[22]
THE SHINGLES PREVENTION STUDY: AN UPDATE
Michael N. Oxman, M.D., for The Shingles Prevention Study
Department of Veterans Affairs San Diego Healthcare System and
the University of California, San Diego
The
hypothesis that immunization of older adults will reduce the frequency
and/or severity of herpes zoster (shingles) and its principal
complication, postherpetic neuralgia (PHN), is based upon compelling,
but circumstantial, evidence. The Shingles Prevention Study is
designed to test this hypothesis. The Shingles Prevention Study
is a VA Cooperative Study being carried out with the collaboration
of the National Institutes of Health and Merck & Company.
It is a large, double-blind, placebo-controlled clinical trial
of an investigational live attenuated varicella-zoster virus (VZV)

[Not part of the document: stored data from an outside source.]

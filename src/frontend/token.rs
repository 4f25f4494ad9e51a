use crate::lang::node::Number;

#[derive(Debug, Clone, PartialEq)]
pub enum Token {
    // Literals
    Number(Number),
    String(std::string::String),
    True,
    False,
    Null,

    // Keywords
    Var,
    Define,
    Print,
    If,
    Else,
    While,
    Break,
    Continue,
    Return,
    Fun,

    // Punctuation
    LParen,
    RParen,
    LBrace,
    RBrace,
    Comma,
    Semicolon,

    // Arithmetic
    Plus,
    Minus,
    Star,
    Slash,
    Percent,
    Caret,

    // Assignment & comparison
    Assign,
    EqEq,
    Bang,
    NotEq,
    Gt,
    GtEq,
    Lt,
    LtEq,

    // Logic
    AndAnd,
    OrOr,
    /// A lone `&` (the lexer falls back to it when `&&` does not match).
    Amp,
    /// A lone `|`.
    Pipe,

    // Identifier
    Ident(std::string::String),

    Eof,
}

impl Token {
    /// Maps an identifier spelling to its keyword token, if it is one.
    pub fn keyword(ident: &str) -> Option<Token> {
        let token = match ident {
            "var" => Token::Var,
            "define" => Token::Define,
            "print" => Token::Print,
            "if" => Token::If,
            "else" => Token::Else,
            "while" => Token::While,
            "break" => Token::Break,
            "continue" => Token::Continue,
            "return" => Token::Return,
            "fun" => Token::Fun,
            "true" => Token::True,
            "false" => Token::False,
            "null" => Token::Null,
            _ => return None,
        };
        Some(token)
    }

    /// Returns true for keyword tokens (including the literal keywords).
    pub fn is_keyword(&self) -> bool {
        matches!(
            self,
            Token::Var
                | Token::Define
                | Token::Print
                | Token::If
                | Token::Else
                | Token::While
                | Token::Break
                | Token::Continue
                | Token::Return
                | Token::Fun
                | Token::True
                | Token::False
                | Token::Null
        )
    }
}

impl std::fmt::Display for Token {
    fn fmt(&self, f: &mut std::fmt::Formatter<'_>) -> std::fmt::Result {
        match self {
            Token::Number(n) => write!(f, "{}", n),
            Token::String(s) => write!(f, "\"{}\"", s),
            Token::True => write!(f, "true"),
            Token::False => write!(f, "false"),
            Token::Null => write!(f, "null"),
            Token::Var => write!(f, "var"),
            Token::Define => write!(f, "define"),
            Token::Print => write!(f, "print"),
            Token::If => write!(f, "if"),
            Token::Else => write!(f, "else"),
            Token::While => write!(f, "while"),
            Token::Break => write!(f, "break"),
            Token::Continue => write!(f, "continue"),
            Token::Return => write!(f, "return"),
            Token::Fun => write!(f, "fun"),
            Token::LParen => write!(f, "("),
            Token::RParen => write!(f, ")"),
            Token::LBrace => write!(f, "{{"),
            Token::RBrace => write!(f, "}}"),
            Token::Comma => write!(f, ","),
            Token::Semicolon => write!(f, ";"),
            Token::Plus => write!(f, "+"),
            Token::Minus => write!(f, "-"),
            Token::Star => write!(f, "*"),
            Token::Slash => write!(f, "/"),
            Token::Percent => write!(f, "%"),
            Token::Caret => write!(f, "^"),
            Token::Assign => write!(f, "="),
            Token::EqEq => write!(f, "=="),
            Token::Bang => write!(f, "!"),
            Token::NotEq => write!(f, "!="),
            Token::Gt => write!(f, ">"),
            Token::GtEq => write!(f, ">="),
            Token::Lt => write!(f, "<"),
            Token::LtEq => write!(f, "<="),
            Token::AndAnd => write!(f, "&&"),
            Token::OrOr => write!(f, "||"),
            Token::Amp => write!(f, "&"),
            Token::Pipe => write!(f, "|"),
            Token::Ident(s) => write!(f, "{}", s),
            Token::Eof => write!(f, "EOF"),
        }
    }
}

vaccine that can stimulate VZV-specific cell mediated immunity
in older adults, much as an episode of shingles does. The Shingles
Prevention Study is in the midst of enrolling 37,200 volunteers
who are 60 years of age or older at 22 medical centers across
the United States, and it has already enrolled more than 28,000
subjects. The design and execution of the Shingles Prevention
Study presents a number of challenges, including the nature and
size of the target population, the choice and definition of study
endpoints, the development and validation of assessment tools,
the measurement of VZV-specific cell mediated immunity to the
investigational shingles vaccine, the recruitment of elderly subjects,
and the development and implementation of methods for the active
follow-up of enrolled subjects and for herpes zoster case ascertainment.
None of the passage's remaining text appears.